Zusammen mit dem englischen Substantiv „hell“ für „Hölle“ hat es die Bedeutung
„verdammte Scheiße“ (www.leo.org, Anlage 2a zum gerichtlichen Hinweis; PONS
– Großwörterbuch Englisch, 2002; BPatG 26 W (pat) 504/12 – Fucking hell;
27 W (pat) 507/13 – Fucking hell).
Als Substantiv der englischen Umgangssprache wird es mit „Ficken“, dem deut-
schen Vulgärausdruck für die Vollziehung des Geschlechtsverkehrs übersetzt
(PONS – Großwörterbuch Englisch, 2002; BPatG 26 W (pat) 116/10 – FICKEN).

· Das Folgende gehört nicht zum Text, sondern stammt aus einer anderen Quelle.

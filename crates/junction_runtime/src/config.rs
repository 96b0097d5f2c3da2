//! Configuration for opening a session.

use std::path::{Path, PathBuf};

use junction_storage::AssociationSchema;

/// Configuration for a [`Session`](crate::Session).
///
/// Controls where the store is persisted and which association schema it
/// uses.
#[derive(Clone, Debug, PartialEq)]
pub struct SessionConfig {
    /// Store file; `None` keeps the store in memory only.
    pub path: Option<PathBuf>,

    /// Discard any existing store file on open.
    pub reset: bool,

    /// Association schema for a new store, and the schema an existing store
    /// file must match.
    pub schema: AssociationSchema,
}

impl Default for SessionConfig {
    fn default() -> Self {
        Self {
            path: None,
            reset: false,
            schema: AssociationSchema::join_table(),
        }
    }
}

impl SessionConfig {
    /// Creates an in-memory configuration with a plain join table.
    #[must_use]
    pub fn in_memory() -> Self {
        Self::default()
    }

    /// Creates a configuration persisting to `path`.
    #[must_use]
    pub fn at(path: impl AsRef<Path>) -> Self {
        Self {
            path: Some(path.as_ref().to_path_buf()),
            ..Self::default()
        }
    }

    /// Builder method to discard an existing store file on open.
    #[must_use]
    pub fn with_reset(mut self, reset: bool) -> Self {
        self.reset = reset;
        self
    }

    /// Builder method to set the association schema.
    #[must_use]
    pub fn with_schema(mut self, schema: AssociationSchema) -> Self {
        self.schema = schema;
        self
    }

    /// Returns true if commits are written to disk.
    #[must_use]
    pub fn persists(&self) -> bool {
        self.path.is_some()
    }
}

„Fucking“ ist aber auch der Name eines Ortsteils der österreichischen Gemeinde
Tarsdorf mit 93 Einwohnern im Jahre 2001 (vgl.
Anlage 2c zum gerichtlichen Hinweis; BPatG 26 W (pat) 504/12 – Fu-
cking hell).
Ferner kann das Wort „Fucking“ als Familienname in Betracht kommen (vgl.
BPatG 27 W (pat) 507/13 – Fucking hell: Telefonbucheintrag in Duisburg).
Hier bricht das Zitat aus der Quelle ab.